Intruso
Me llamo Genaro, tengo unos cuantos años y estoy jubilado desde el pasado 11 de septiembre, cuando lo de esas Torres Gemelas de cuyo nombre no lograré olvidarme. Ese día se jubilaron también mis ilusiones sobre el futuro pluscuamperfecto de la humanidad. Desde entonces sufro alucinaciones, desconfío de los rascacielos, sospecho que todos los polvos son ántrax e intuyo terroristas suicidas bajo mi almohada. El médico me ha recetado disipación, cosa que estoy realizando ejemplarmente con excelentes resultados en esta ciudad sobrada de ocasiones para el delirio. Mi ejemplo puede servir de pauta a otros ancianos que deseen partirse de risa en estos momentos de cólera y frenesí. La sonrisa ha vuelto a mi semblante. Al principio era risa de conejo, luego de hiena; ahora es una risa tonta que ha devuelto la jovialidad a mi alma. Aquí va mi testimonio.
Como medida profiláctica, el doctor me aconsejó practicar aficiones antiguas que uno no desarrolla en la vida por falta de tiempo o exceso de vergüenza.

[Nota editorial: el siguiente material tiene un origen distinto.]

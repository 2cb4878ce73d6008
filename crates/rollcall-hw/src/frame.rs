//! Frame type and pixel conversion: YUYV/MJPG/Y16 to RGB or luma, JPEG encoding.

use image::codecs::jpeg::JpegEncoder;
use image::{ExtendedColorType, ImageFormat};

/// Pixel layout of a converted frame.
#[derive(Debug, Clone, Copy, PartialEq, Eq)]
pub enum PixelLayout {
    /// Packed 8-bit RGB (3 bytes/pixel).
    Rgb8,
    /// 8-bit grayscale (1 byte/pixel), from IR or monochrome sensors.
    Luma8,
}

impl PixelLayout {
    pub fn bytes_per_pixel(self) -> usize {
        match self {
            PixelLayout::Rgb8 => 3,
            PixelLayout::Luma8 => 1,
        }
    }

    fn color_type(self) -> ExtendedColorType {
        match self {
            PixelLayout::Rgb8 => ExtendedColorType::Rgb8,
            PixelLayout::Luma8 => ExtendedColorType::L8,
        }
    }
}

/// A captured camera frame at the device's native resolution.
#[derive(Clone)]
pub struct Frame {
    pub data: Vec<u8>,
    pub width: u32,
    pub height: u32,
    pub layout: PixelLayout,
}

impl Frame {
    /// Number of bytes `data` must hold for the frame's size and layout.
    pub fn expected_len(&self) -> usize {
        self.width as usize * self.height as usize * self.layout.bytes_per_pixel()
    }

    /// Encode as baseline JPEG. `quality` is clamped to 1–100.
    pub fn encode_jpeg(&self, quality: u8) -> Result<Vec<u8>, FrameError> {
        if self.width == 0 || self.height == 0 {
            return Err(FrameError::Empty);
        }
        let expected = self.expected_len();
        if self.data.len() != expected {
            return Err(FrameError::InvalidLength {
                expected,
                actual: self.data.len(),
            });
        }

        let mut out = Vec::with_capacity(expected / 8);
        let mut encoder = JpegEncoder::new_with_quality(&mut out, quality.clamp(1, 100));
        encoder
            .encode(&self.data, self.width, self.height, self.layout.color_type())
            .map_err(FrameError::Encode)?;
        Ok(out)
    }
}

/// Convert packed YUYV (4:2:2) to RGB using BT.601 limited-range coefficients.
///
/// YUYV packs two pixels per 4 bytes: [Y0, U, Y1, V]; both pixels share U/V.
pub fn yuyv_to_rgb(yuyv: &[u8], width: u32, height: u32) -> Result<Vec<u8>, FrameError> {
    let pixels = (width * height) as usize;
    let expected = pixels * 2;
    if yuyv.len() < expected {
        return Err(FrameError::InvalidLength {
            expected,
            actual: yuyv.len(),
        });
    }

    let mut rgb = Vec::with_capacity(pixels * 3);
    let chunks = yuyv[..expected].chunks_exact(4);
    let tail = chunks.remainder();
    for quad in chunks {
        let (y0, u, y1, v) = (quad[0], quad[1], quad[2], quad[3]);
        rgb.extend_from_slice(&yuv_to_rgb(y0, u, v));
        rgb.extend_from_slice(&yuv_to_rgb(y1, u, v));
    }
    // Odd pixel count: the last pixel has no V sample.
    if let &[y, u] = tail {
        rgb.extend_from_slice(&yuv_to_rgb(y, u, 128));
    }
    Ok(rgb)
}

fn yuv_to_rgb(y: u8, u: u8, v: u8) -> [u8; 3] {
    let c = y as i32 - 16;
    let d = u as i32 - 128;
    let e = v as i32 - 128;
    let clamp = |x: i32| (x >> 8).clamp(0, 255) as u8;
    [
        clamp(298 * c + 409 * e + 128),
        clamp(298 * c - 100 * d - 208 * e + 128),
        clamp(298 * c + 516 * d + 128),
    ]
}

/// Downscale 16-bit little-endian grayscale to 8-bit by keeping the high byte.
pub fn y16_to_luma(buf: &[u8], width: u32, height: u32) -> Result<Vec<u8>, FrameError> {
    let pixels = (width * height) as usize;
    let expected = pixels * 2;
    if buf.len() < expected {
        return Err(FrameError::InvalidLength {
            expected,
            actual: buf.len(),
        });
    }
    Ok(buf[..expected].chunks_exact(2).map(|px| px[1]).collect())
}

/// Decode a motion-JPEG buffer to RGB. Returns pixels and decoded dimensions.
pub fn decode_mjpeg(buf: &[u8]) -> Result<(Vec<u8>, u32, u32), FrameError> {
    let img = image::load_from_memory_with_format(buf, ImageFormat::Jpeg)
        .map_err(FrameError::Decode)?
        .to_rgb8();
    let (w, h) = img.dimensions();
    Ok((img.into_raw(), w, h))
}

#[derive(Debug, thiserror::Error)]
pub enum FrameError {
    #[error("invalid buffer length: expected {expected}, got {actual}")]
    InvalidLength { expected: usize, actual: usize },
    #[error("frame has zero width or height")]
    Empty,
    #[error("JPEG encode failed: {0}")]
    Encode(image::ImageError),
    #[error("MJPG decode failed: {0}")]
    Decode(image::ImageError),
}

#[cfg(test)]
mod tests {
    use super::*;

    fn frame(data: Vec<u8>, width: u32, height: u32, layout: PixelLayout) -> Frame {
        Frame {
            data,
            width,
            height,
            layout,
        }
    }

    #[test]
    fn test_yuyv_black_white_gray() {
        // 2x1 image: Y0=16 (black), Y1=235 (white), neutral chroma
        let rgb = yuyv_to_rgb(&[16, 128, 235, 128], 2, 1).unwrap();
        assert_eq!(rgb, vec![0, 0, 0, 255, 255, 255]);

        let rgb = yuyv_to_rgb(&[126, 128, 126, 128], 2, 1).unwrap();
        assert_eq!(rgb, vec![128; 6]);
    }

    #[test]
    fn test_yuyv_red_dominant() {
        // Strong V pushes red up and green down.
        let rgb = yuyv_to_rgb(&[81, 90, 81, 240], 2, 1).unwrap();
        assert!(rgb[0] > 200, "red = {}", rgb[0]);
        assert!(rgb[1] < 40, "green = {}", rgb[1]);
    }

    #[test]
    fn test_yuyv_invalid_length() {
        let result = yuyv_to_rgb(&[100, 128], 2, 1);
        assert!(matches!(
            result,
            Err(FrameError::InvalidLength { expected: 4, actual: 2 })
        ));
    }

    #[test]
    fn test_yuyv_odd_pixel_count() {
        // 3x1: one full quad plus a trailing [Y, U] pair
        let rgb = yuyv_to_rgb(&[16, 128, 16, 128, 235, 128], 3, 1).unwrap();
        assert_eq!(rgb.len(), 9);
        assert_eq!(&rgb[6..], &[255, 255, 255]);
    }

    #[test]
    fn test_y16_keeps_high_byte() {
        let buf = vec![0x34, 0x12, 0xff, 0xab];
        assert_eq!(y16_to_luma(&buf, 2, 1).unwrap(), vec![0x12, 0xab]);
        assert!(y16_to_luma(&buf, 3, 1).is_err());
    }

    #[test]
    fn test_encode_jpeg_rgb() {
        let f = frame(vec![200u8; 16 * 8 * 3], 16, 8, PixelLayout::Rgb8);
        let jpeg = f.encode_jpeg(70).unwrap();
        assert_eq!(&jpeg[..2], &[0xFF, 0xD8], "missing SOI marker");
        assert_eq!(&jpeg[jpeg.len() - 2..], &[0xFF, 0xD9], "missing EOI marker");
    }

    #[test]
    fn test_encode_jpeg_luma() {
        let f = frame(vec![90u8; 8 * 8], 8, 8, PixelLayout::Luma8);
        assert!(f.encode_jpeg(70).is_ok());
    }

    #[test]
    fn test_encode_rejects_short_buffer() {
        let f = frame(vec![0u8; 10], 4, 4, PixelLayout::Rgb8);
        assert!(matches!(
            f.encode_jpeg(70),
            Err(FrameError::InvalidLength { expected: 48, actual: 10 })
        ));
    }

    #[test]
    fn test_encode_rejects_empty_frame() {
        let f = frame(vec![], 0, 0, PixelLayout::Rgb8);
        assert!(matches!(f.encode_jpeg(70), Err(FrameError::Empty)));
    }

    #[test]
    fn test_mjpeg_decode_roundtrip_dimensions() {
        let f = frame(vec![50u8; 24 * 16 * 3], 24, 16, PixelLayout::Rgb8);
        let jpeg = f.encode_jpeg(90).unwrap();
        let (rgb, w, h) = decode_mjpeg(&jpeg).unwrap();
        assert_eq!((w, h), (24, 16));
        assert_eq!(rgb.len(), 24 * 16 * 3);
    }

    #[test]
    fn test_mjpeg_decode_garbage() {
        assert!(matches!(
            decode_mjpeg(&[0, 1, 2, 3]),
            Err(FrameError::Decode(_))
        ));
    }
}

Llevo ya más de un mes ejercitándome en lo que siempre me apeteció: meterme en camisa de once varas y participar en funerales sin que nadie me dé vela en el entierro. He de añadir en mi descargo que estas actividades me deparan mesa y mantel gratis, pero también logran sacarme de quicio. Todas las semanas me infiltro en un par de bodas, otros tantos velatorios, algún homenaje y, de vez en cuando, una despedida de soltero.
Hasta ahí, todo en orden. Lo malo es que, por ejemplo, el jueves pasado me tocó una boda vegetariana y hube de increpar airadamente a los novios por el menú. Asimismo, en uno de los funerales, y en pleno Miserere, se puso a cantar el teléfono móvil que el difunto llevaba en la chaqueta, y a mí me dio un ataque de risa y me expulsaron sin contemplaciones de la ceremonia. Eso por no mencionar el homenaje que se dio el viernes a un policía jubilado: no tuve más remedio que pronunciar a los postres un discurso en el que, sin querer, herí los sentimientos del homenajeado cuando se descubrió que yo no conocía ni su nombre. Total, que se me ha quitado el miedo.